The market is entirely free as long as you agree to pay the prices that are set on the menu.
Nothing in life is ever free.
You either learn how to adapt to the circumstances or learn how to write blogs.
(with apologies to TD...)
as it does
As a member of the Politboro, I will definitely arrange a whipsaw soon. Of course, I will give inside info to fellow Party members, so they could make significant amounts of money on illegal trades -- based on knowledge of our upcoming CB activity. Either way, Comrade Tyler, we definitely can't let the serfs hang onto their computer pixels...
How much does membership cost (denominated in gold or USD)?
Membership fees are calculated in a weighted basket of cocaine, hookers, and gold.
I think you just came up with a new ETF.
Wouldn't add the hookers in there, their market value is plunging as an inverse to unemployment. However cocaine might offset that plunge as we'll all be needing it just to digest the daily news.
Deficient Market, that's known as diversification. One asset class takes care of the other. Sorry couldn't help myself. :-)
Very true. The coke even takes care of the impact of depreciation on the hooker assets. On second thought, does sound like a pretty well balanced ETF, sign me up!
can i still pay with lawyers, guns, and money, or was that last year's special?

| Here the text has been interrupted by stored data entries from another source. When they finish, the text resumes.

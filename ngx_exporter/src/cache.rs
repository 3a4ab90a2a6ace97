//! The named series cache
//!
//! Every normalized measurement lands in a [`Series`] keyed by its fully
//! qualified name. Series and samples are only ever added or updated, never
//! removed: a sample whose source stops reporting keeps its last value for
//! the lifetime of the process.

use rustc_hash::FxHashMap;

use crate::measurement::Labels;

/// One label set and its most recent value.
#[derive(Debug, Clone, PartialEq)]
pub struct Sample {
    /// The sample's labels.
    pub labels: Labels,
    /// Last value observed.
    pub value: f64,
}

/// All samples sharing one metric name.
#[derive(Debug, Clone, Default, PartialEq)]
pub struct Series {
    label_names: Vec<String>,
    samples: Vec<Sample>,
    index: FxHashMap<Labels, usize>,
}

impl Series {
    fn new(labels: &Labels) -> Self {
        Self {
            label_names: labels.keys().cloned().collect(),
            samples: Vec::new(),
            index: FxHashMap::default(),
        }
    }

    fn set(&mut self, labels: Labels, value: f64) {
        if let Some(&idx) = self.index.get(&labels) {
            self.samples[idx].value = value;
        } else {
            self.index.insert(labels.clone(), self.samples.len());
            self.samples.push(Sample { labels, value });
        }
    }

    /// Label names of the first sample observed for this series.
    #[must_use]
    pub fn label_names(&self) -> &[String] {
        &self.label_names
    }

    /// Samples in first-observed order.
    #[must_use]
    pub fn samples(&self) -> &[Sample] {
        &self.samples
    }

    /// The value recorded for exactly `labels`, if any.
    #[must_use]
    pub fn get(&self, labels: &Labels) -> Option<f64> {
        self.index.get(labels).map(|&idx| self.samples[idx].value)
    }
}

/// Series keyed by fully qualified metric name.
#[derive(Debug, Clone, Default, PartialEq)]
pub struct SeriesCache {
    series: FxHashMap<String, Series>,
}

impl SeriesCache {
    /// Create an empty cache.
    #[must_use]
    pub fn new() -> Self {
        Self::default()
    }

    /// Record `value` for `name` at `labels`, creating the series on first
    /// observation.
    pub fn set(&mut self, name: String, labels: Labels, value: f64) {
        self.series
            .entry(name)
            .or_insert_with(|| Series::new(&labels))
            .set(labels, value);
    }

    /// Look up a series by fully qualified name.
    #[must_use]
    pub fn get(&self, name: &str) -> Option<&Series> {
        self.series.get(name)
    }

    /// Iterate over every series.
    pub fn iter(&self) -> impl Iterator<Item = (&str, &Series)> {
        self.series.iter().map(|(name, series)| (name.as_str(), series))
    }

    /// Number of series.
    #[must_use]
    pub fn len(&self) -> usize {
        self.series.len()
    }

    /// Whether the cache holds no series.
    #[must_use]
    pub fn is_empty(&self) -> bool {
        self.series.is_empty()
    }
}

On June 24, 2009, Lehman Brothers Holdings Inc. (LBH) filed a motion in the United States Bankruptcy Court in the Southern District of New York requesting that the court compel Metavante Corporation to perform its obligations under a swap agreement it had entered with Lehman Brothers Special Financing Inc. (LBSF). LBH claims that Metavante’s attempt to suspend its regularly scheduled contractual payments violates the automatic stay provisions of the Bankruptcy Code. Metavante responds that the Bankruptcy Code does not dictate a specific timeframe in which a non-debtor party must terminate a swap contract to preserve the protections afforded by the Code’s safe harbor provisions. Also, it asserts that their swap agreement specifically permits a swap counterparty to suspend its payment obligations under swap transactions if an “event of default,” such as a bankruptcy, has occurred and is continuing with respect to its counterparty. We discuss the factual background of the case and the court’s legal analysis. The case is particularly important in offering guidance to hedge funds about the law that will govern the increasingly important intersection of bankruptcy and derivatives laws.
All true, and Lehman (which has a decent legal argument, but is 100% on the wrong side of what the marketplace understood the law to be) has asserted that same argument twice subsequently. If it gets a good ruling on Metavane, it will use it as a hammer to go after thousands of counterparties that are withholding $9B of payments.
But that said, WTF are you talking about with this OT blurb? It looks like a cut-and-paste from a legal alert or a teaser for a conference.... This belongs on the side bar, with the mail order brides.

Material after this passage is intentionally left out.